A new report released by streaming search engine JustWatch has revealed that Google's "Pirate Update" drastically decreased the visibility of torrent sites in search results. However, the algorithm changes failed to punish illegal streaming portals, which still draw billions of visitors from search engines.

Over the past few years the entertainment industries have repeatedly asked Google to step up its game when it comes to anti-piracy efforts.

These remarks haven’t fallen on deaf ears and in response Google has slowly implemented various new anti-piracy measures.

Last year Google made changes to its core algorithms aimed at lowering the visibility of “pirate” sites. Using the number of accurate DMCA requests as an indicator, these sites are now demoted in search results for certain key phrases.

This “Pirate Update” hit torrent sites hard, as early analysis previously showed. However, new research from streaming search engine JustWatch shows that the effect is limited.

Using search engine visibility data from SearchMetrics as well as SimilarWeb’s page statistics, the company evaluated how much search engine traffic the top torrent and streaming sites received before and after the algorithm change.

The findings confirm that torrent sites did indeed lose a lot of Google traffic. The graph below shows the search engine visibility ranking for the top 20 torrent sites including The Pirate Bay, KickassTorrents and Torrentz.

However, while Google’s update had a dramatic effect on torrent sites, frequently visited streaming portals are seemingly unaffected by the change.
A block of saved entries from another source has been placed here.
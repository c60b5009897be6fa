use serde::{de, Deserialize, Deserializer, Serialize, Serializer};
use std::str::FromStr;

/// a category of travel. the set is closed; which modes participate in a
/// given computation is decided by [`crate::model::scenario::EngineConfig`].
#[derive(Copy, Clone, Debug, PartialEq, Eq, Hash, PartialOrd, Ord)]
pub enum Mode {
    Car,
    Bus,
    Train,
    Bike,
    Walk,
    Plane,
}

impl Mode {
    pub const ALL: [Mode; 6] = [
        Mode::Car,
        Mode::Bus,
        Mode::Train,
        Mode::Bike,
        Mode::Walk,
        Mode::Plane,
    ];

    pub fn as_str(&self) -> &'static str {
        match self {
            Mode::Car => "car",
            Mode::Bus => "bus",
            Mode::Train => "train",
            Mode::Bike => "bike",
            Mode::Walk => "walk",
            Mode::Plane => "plane",
        }
    }
}

impl std::fmt::Display for Mode {
    fn fmt(&self, f: &mut std::fmt::Formatter<'_>) -> std::fmt::Result {
        write!(f, "{}", self.as_str())
    }
}

impl FromStr for Mode {
    type Err = String;

    fn from_str(s: &str) -> Result<Self, Self::Err> {
        match s.trim().to_lowercase().as_str() {
            "car" => Ok(Mode::Car),
            "bus" => Ok(Mode::Bus),
            "train" => Ok(Mode::Train),
            "bike" => Ok(Mode::Bike),
            "walk" => Ok(Mode::Walk),
            "plane" => Ok(Mode::Plane),
            _ => Err(format!("unknown travel mode: {s}")),
        }
    }
}

// serialized as a plain string so modes can be used as map keys in
// TOML and JSON documents
impl Serialize for Mode {
    fn serialize<S: Serializer>(&self, serializer: S) -> Result<S::Ok, S::Error> {
        serializer.serialize_str(self.as_str())
    }
}

impl<'de> Deserialize<'de> for Mode {
    fn deserialize<D: Deserializer<'de>>(deserializer: D) -> Result<Self, D::Error> {
        let s = String::deserialize(deserializer)?;
        Mode::from_str(&s).map_err(de::Error::custom)
    }
}

#[cfg(test)]
mod tests {
    use super::*;

    #[test]
    fn test_mode_string_round_trip() {
        for mode in Mode::ALL {
            let parsed = Mode::from_str(mode.as_str()).unwrap();
            assert_eq!(parsed, mode);
        }
    }

    #[test]
    fn test_unknown_mode_rejected() {
        assert!(Mode::from_str("teleporter").is_err());
    }
}
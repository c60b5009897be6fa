use crate::model::baseline::BaselineModel;
use crate::model::scenario::{scenario_ops, EngineConfig, LeverSet, ScenarioError};
use crate::model::Mode;
use serde::{Deserialize, Serialize};

/// an individual policy lever, for attribution purposes
#[derive(Copy, Clone, Debug, PartialEq, Eq, Serialize, Deserialize)]
#[serde(rename_all = "snake_case")]
pub enum Lever {
    CarElectrification,
    BusElectrification,
    BikeElectrification,
    Sobriety,
    ModalTransfer,
    Occupancy,
    WeightReduction,
}

impl Lever {
    /// the fixed order in which levers are cumulatively enabled. the
    /// decomposition is order-sensitive (see [`decompose`]), so this
    /// order is part of the method's definition.
    pub const ORDER: [Lever; 7] = [
        Lever::CarElectrification,
        Lever::BusElectrification,
        Lever::BikeElectrification,
        Lever::Sobriety,
        Lever::ModalTransfer,
        Lever::Occupancy,
        Lever::WeightReduction,
    ];

    pub fn label(&self) -> &'static str {
        match self {
            Lever::CarElectrification => "car electrification",
            Lever::BusElectrification => "bus electrification",
            Lever::BikeElectrification => "bike electrification",
            Lever::Sobriety => "sobriety",
            Lever::ModalTransfer => "modal transfer",
            Lever::Occupancy => "occupancy",
            Lever::WeightReduction => "weight reduction",
        }
    }
}

impl std::fmt::Display for Lever {
    fn fmt(&self, f: &mut std::fmt::Formatter<'_>) -> std::fmt::Result {
        write!(f, "{}", self.label())
    }
}

/// CO2 attributed to one lever, in the unit basis output unit
#[derive(Clone, Debug, PartialEq, Serialize)]
pub struct LeverContribution {
    pub lever: Lever,
    pub co2_delta: f64,
}

/// attribute the scenario's CO2 reduction to each lever by re-running
/// the engine with levers cumulatively enabled in [`Lever::ORDER`] and
/// taking successive differences (a waterfall decomposition).
///
/// this is a marginal attribution, not a Shapley value: lever effects
/// interact, and each interaction is folded into whichever lever comes
/// later in the fixed sequence. the deltas do sum exactly to the total
/// baseline-to-scenario difference.
pub fn decompose(
    baseline: &BaselineModel,
    levers: &LeverSet,
    config: &EngineConfig,
) -> Result<Vec<LeverContribution>, ScenarioError> {
    let mut applied = LeverSet::default();
    let mut previous = scenario_ops::compute(baseline, &applied, config)?
        .scenario
        .total
        .co2;
    let mut contributions = Vec::with_capacity(Lever::ORDER.len());
    for lever in Lever::ORDER {
        enable(&mut applied, lever, levers);
        let current = scenario_ops::compute(baseline, &applied, config)?
            .scenario
            .total
            .co2;
        contributions.push(LeverContribution {
            lever,
            co2_delta: previous - current,
        });
        previous = current;
    }
    Ok(contributions)
}

fn enable(applied: &mut LeverSet, lever: Lever, target: &LeverSet) {
    match lever {
        Lever::CarElectrification => copy_fleet(applied, target, Mode::Car),
        Lever::BusElectrification => copy_fleet(applied, target, Mode::Bus),
        Lever::BikeElectrification => copy_fleet(applied, target, Mode::Bike),
        Lever::Sobriety => applied.reduction_km = target.reduction_km,
        Lever::ModalTransfer => applied.transfers = target.transfers.clone(),
        Lever::Occupancy => applied.occupancy = target.occupancy.clone(),
        Lever::WeightReduction => applied.weight_reduction = target.weight_reduction,
    }
}

fn copy_fleet(applied: &mut LeverSet, target: &LeverSet, mode: Mode) {
    if let Some(mix) = target.target_fleet.get(&mode) {
        applied.target_fleet.insert(mode, mix.clone());
    }
}

#[cfg(test)]
mod tests {
    use super::*;
    use crate::model::baseline::{BaselineDemand, EmissionFactor, FleetMix, ModeFactors};
    use crate::model::scenario::ModalTransfer;
    use crate::model::Powertrain;
    use std::collections::HashMap;

    fn baseline() -> BaselineModel {
        BaselineModel {
            demand: BaselineDemand::new(HashMap::from([
                (Mode::Car, 150.0),
                (Mode::Bus, 25.0),
                (Mode::Bike, 20.0),
            ])),
            factors: HashMap::from([
                (
                    Mode::Car,
                    ModeFactors::by_powertrain(&[
                        (Powertrain::Thermal, EmissionFactor::co2_only(193.0)),
                        (Powertrain::Electric, EmissionFactor::co2_only(103.0)),
                    ]),
                ),
                (Mode::Bus, ModeFactors::single(EmissionFactor::co2_only(103.0))),
                (Mode::Bike, ModeFactors::single(EmissionFactor::co2_only(0.0))),
            ]),
            fleet: HashMap::from([(
                Mode::Car,
                FleetMix::split(&[(Powertrain::Thermal, 97), (Powertrain::Electric, 3)]),
            )]),
            occupancy: HashMap::new(),
        }
    }

    fn config() -> EngineConfig {
        EngineConfig {
            modes: vec![Mode::Car, Mode::Bus, Mode::Bike],
            ..Default::default()
        }
    }

    #[test]
    fn test_deltas_sum_to_total_difference() {
        let baseline = baseline();
        let levers = LeverSet {
            reduction_km: -20.0,
            transfers: vec![ModalTransfer::new(Mode::Car, Mode::Bike, 15.0)],
            target_fleet: HashMap::from([(
                Mode::Car,
                FleetMix::split(&[(Powertrain::Thermal, 40), (Powertrain::Electric, 60)]),
            )]),
            occupancy: HashMap::from([(Mode::Car, 1.8)]),
            weight_reduction: 10.0,
        };
        let config = config();

        let full = scenario_ops::compute(&baseline, &levers, &config).unwrap();
        let contributions = decompose(&baseline, &levers, &config).unwrap();
        let delta_sum: f64 = contributions.iter().map(|c| c.co2_delta).sum();
        let total_difference = full.baseline.total.co2 - full.scenario.total.co2;
        assert!((delta_sum - total_difference).abs() < 1e-9);
    }

    #[test]
    fn test_untouched_levers_contribute_nothing() {
        let baseline = baseline();
        let levers = LeverSet {
            reduction_km: -20.0,
            ..Default::default()
        };
        let contributions = decompose(&baseline, &levers, &config()).unwrap();
        for contribution in contributions {
            if contribution.lever == Lever::Sobriety {
                assert!(contribution.co2_delta > 0.0);
            } else {
                assert_eq!(contribution.co2_delta, 0.0);
            }
        }
    }

    #[test]
    fn test_contributions_follow_fixed_order() {
        let baseline = baseline();
        let contributions = decompose(&baseline, &LeverSet::default(), &config()).unwrap();
        let order: Vec<Lever> = contributions.iter().map(|c| c.lever).collect();
        assert_eq!(order, Lever::ORDER.to_vec());
    }
}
The graph below shows that on average the top streaming sites increased their search engine presence. This means that these streaming portals, including Solarmovie, Couchtuner and Movie4k, remain frequently featured in the top search results.

While SearchMetrics data doesn’t directly measure traffic, the report estimates that the visibility of streaming sites is 15 times larger than that of torrent sites.

Translated to a traffic number, JustWatch estimates that roughly a third of all visits to the top streaming sites come from search engines, which number nearly three billion since Google’s “pirate” update.

The critique is not new. In recent months several entertainment industry groups have urged Google to improve its downranking methods or completely remove pirate sites from search results.

Google, however, has stated that removing entire domain names goes too far and could possibly be counterproductive.

As a streaming search engine JustWatch of course has a significant interest in the results they report. Perhaps unsurprisingly, they also encourage Google to improve.

“Google should stand by their word to use the DMCA takedown requests per domain and factor it stronger into their ranking signals,” JustWatch CEO David Croyé tells TF.

According to JustWatch pirate streaming sites still dominate the top search results when people enter phrases such as “300 watch online”

Croyé understands that the algorithms want to rank pirate sites higher, because this is actually what people are looking for. However, that makes it harder for legal services to compete.

“We are a self funded startup that wants to connect fans with their favorite movie content worldwide and make it easier also for Google to show more legal offers. We’ve already aggregated them in a structured way for them”

“So it’s in our own interest as a startup to be able to compete with free, but illegal alternatives on Google,” Croyé adds.